The name ‘Tangi Te Keo’ itself reverberates with cultural depth. In the Māori language, ‘tangi’ translates to ‘weep’, while ‘te keo’ refers to ‘the sound of the wind’. Thus, Tangi Te Keo can be poetically interpreted as ‘the weeping sound of the wind’.
This melancholic moniker is believed to have originated from a legend involving two taniwha (supernatural creatures in Māori mythology) named Ngake and Whātaitai, who were trapped in what was once a lake.
According to the legend, Whātaitai was killed by a group of hunters. His soul left his body and flew up to the top of Mount Victoria, where it wept and mourned for its lost body and life. The sound of its weeping could be heard throughout the land, and the mountain became known as Tangi Te Keo.
Cultural Significance of Tangi Te Keo
Tangi Te Keo holds a special place in Māori culture, representing a tangible connection to their ancestors and the spiritual realm.
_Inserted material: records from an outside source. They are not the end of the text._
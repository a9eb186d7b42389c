//! Per-worker statuses returned by the pools.

use std::time::{Duration, Instant};

use rill_core::WorkerId;

/// Terminal state of a consumer worker.
#[derive(Debug, Clone, Copy, PartialEq, Eq, Hash)]
pub enum WorkerOutcome {
    /// Bounded worker saw no message for `wait_message_timeout`.
    Drained,
    /// Every owned partition delivered a poison pill.
    Stopped,
    /// Processing or the log failed.
    Failed,
    /// The pool was closed while the worker was running.
    Cancelled,
}

impl WorkerOutcome {
    /// Returns true for outcomes that flag the worker as failed.
    #[must_use]
    pub const fn is_failure(self) -> bool {
        matches!(self, Self::Failed | Self::Cancelled)
    }

    /// Returns a short label for logging.
    #[must_use]
    pub const fn as_str(self) -> &'static str {
        match self {
            Self::Drained => "drained",
            Self::Stopped => "stopped",
            Self::Failed => "failed",
            Self::Cancelled => "cancelled",
        }
    }
}

/// What one producer worker did.
#[derive(Debug, Clone, PartialEq, Eq)]
pub struct ProducerStatus {
    /// The worker.
    pub worker_id: WorkerId,
    /// Number of messages appended.
    pub nb_processed: u64,
    /// When the worker started.
    pub started_at: Instant,
    /// When the worker stopped.
    pub stopped_at: Instant,
}

impl ProducerStatus {
    pub(crate) fn new(worker_id: WorkerId) -> Self {
        let now = Instant::now();
        Self {
            worker_id,
            nb_processed: 0,
            started_at: now,
            stopped_at: now,
        }
    }

    /// Returns how long the worker ran.
    #[must_use]
    pub fn elapsed(&self) -> Duration {
        self.stopped_at.saturating_duration_since(self.started_at)
    }
}

/// What one consumer worker did.
#[derive(Debug, Clone, PartialEq, Eq)]
pub struct ConsumerStatus {
    /// The worker.
    pub worker_id: WorkerId,
    /// Successful `accept` calls, redeliveries included.
    pub accepted: u64,
    /// Distinct messages whose position was committed.
    pub committed: u64,
    /// Number of committed batches.
    pub batch_commits: u64,
    /// Number of batches rolled back.
    pub batch_failures: u64,
    /// True if the worker did not finish cleanly.
    pub fail: bool,
    /// How the worker finished.
    pub outcome: WorkerOutcome,
    /// When the worker started.
    pub started_at: Instant,
    /// When the worker stopped.
    pub stopped_at: Instant,
}

impl ConsumerStatus {
    pub(crate) fn new(worker_id: WorkerId) -> Self {
        let now = Instant::now();
        Self {
            worker_id,
            accepted: 0,
            committed: 0,
            batch_commits: 0,
            batch_failures: 0,
            fail: false,
            outcome: WorkerOutcome::Drained,
            started_at: now,
            stopped_at: now,
        }
    }

    /// Freezes the status with its outcome.
    pub(crate) fn finish(&mut self, outcome: WorkerOutcome) {
        self.outcome = outcome;
        self.fail = outcome.is_failure();
        self.stopped_at = Instant::now();
    }

    /// Returns how long the worker ran.
    #[must_use]
    pub fn elapsed(&self) -> Duration {
        self.stopped_at.saturating_duration_since(self.started_at)
    }
}

/// Totals over the statuses of one pool run.
#[derive(Debug, Clone, Copy, PartialEq, Eq)]
pub struct PoolSummary {
    /// Number of workers.
    pub workers: usize,
    /// Messages appended (producers) or committed (consumers).
    pub processed: u64,
    /// Successful `accept` calls (consumers only).
    pub accepted: u64,
    /// Workers flagged as failed.
    pub failures: usize,
    /// From the first start to the last stop.
    pub elapsed: Duration,
}

impl PoolSummary {
    /// Summarizes producer statuses.
    #[must_use]
    pub fn of_producers(statuses: &[ProducerStatus]) -> Self {
        Self {
            workers: statuses.len(),
            processed: statuses.iter().map(|s| s.nb_processed).sum(),
            accepted: 0,
            failures: 0,
            elapsed: span(statuses.iter().map(|s| (s.started_at, s.stopped_at))),
        }
    }

    /// Summarizes consumer statuses.
    #[must_use]
    pub fn of_consumers(statuses: &[ConsumerStatus]) -> Self {
        Self {
            workers: statuses.len(),
            processed: statuses.iter().map(|s| s.committed).sum(),
            accepted: statuses.iter().map(|s| s.accepted).sum(),
            failures: statuses.iter().filter(|s| s.fail).count(),
            elapsed: span(statuses.iter().map(|s| (s.started_at, s.stopped_at))),
        }
    }

    /// Returns processed messages per second.
    #[must_use]
    #[allow(clippy::cast_precision_loss)]
    pub fn throughput(&self) -> f64 {
        let secs = self.elapsed.as_secs_f64();
        if secs <= 0.0 {
            return 0.0;
        }
        self.processed as f64 / secs
    }
}

fn span(bounds: impl Iterator<Item = (Instant, Instant)>) -> Duration {
    let mut first: Option<Instant> = None;
    let mut last: Option<Instant> = None;
    for (started, stopped) in bounds {
        first = Some(first.map_or(started, |f| f.min(started)));
        last = Some(last.map_or(stopped, |l| l.max(stopped)));
    }
    match (first, last) {
        (Some(first), Some(last)) => last.saturating_duration_since(first),
        _ => Duration::ZERO,
    }
}

#[cfg(test)]
mod tests {
    use super::*;

    #[test]
    fn test_finish_sets_fail() {
        let mut status = ConsumerStatus::new(WorkerId::new(0));
        status.finish(WorkerOutcome::Stopped);
        assert!(!status.fail);
        status.finish(WorkerOutcome::Cancelled);
        assert!(status.fail);
        assert_eq!(status.outcome.as_str(), "cancelled");
    }

    #[test]
    fn test_summary_totals() {
        let mut a = ConsumerStatus::new(WorkerId::new(0));
        a.accepted = 12;
        a.committed = 10;
        let mut b = ConsumerStatus::new(WorkerId::new(1));
        b.accepted = 3;
        b.finish(WorkerOutcome::Failed);

        let summary = PoolSummary::of_consumers(&[a, b]);
        assert_eq!(summary.workers, 2);
        assert_eq!(summary.processed, 10);
        assert_eq!(summary.accepted, 15);
        assert_eq!(summary.failures, 1);

        assert_eq!(PoolSummary::of_producers(&[]).elapsed, Duration::ZERO);
        assert!(PoolSummary::of_producers(&[]).throughput().abs() < f64::EPSILON);
    }
}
As per the legend of Ngake and Whātaitai, it serves as a reminder of the sacrifices made by the taniwha to shape the landscape of Wellington.
The story also symbolises the enduring spirit of the Māori people and their profound connection to the land and sea. It also speaks to the importance of mourning and grieving the loss of loved ones.
Role in Traditional Māori Ceremonies
Tangi Te Keo is a sacred place for Māori, and it’s still used for traditional ceremonies and rituals. In the past, it was utilised as a vantage point for spotting incoming canoes or ‘waka’, enabling early communication and preparation for either hosting visitors or defending their land.
The hill has also been associated with spiritual ceremonies. The Māori people believe that upon death, the spirits of their departed travel to the northernmost point of New Zealand, Cape Reinga.
Given its high elevation and unobstructed view towards the north, Tangi Te Keo has been considered a launching place for these spirits – a notion that adds a sacred aspect to this hill.
The Evolution of Tangi Te Keo
Over time, Tangi Te Keo has evolved from being a sacred site in Māori mythology to a key landmark in modern Wellington. With the arrival of European settlers in the 1800s, the hill was renamed Mount Victoria.
Despite this, the original Māori name and its significance have not been forgotten.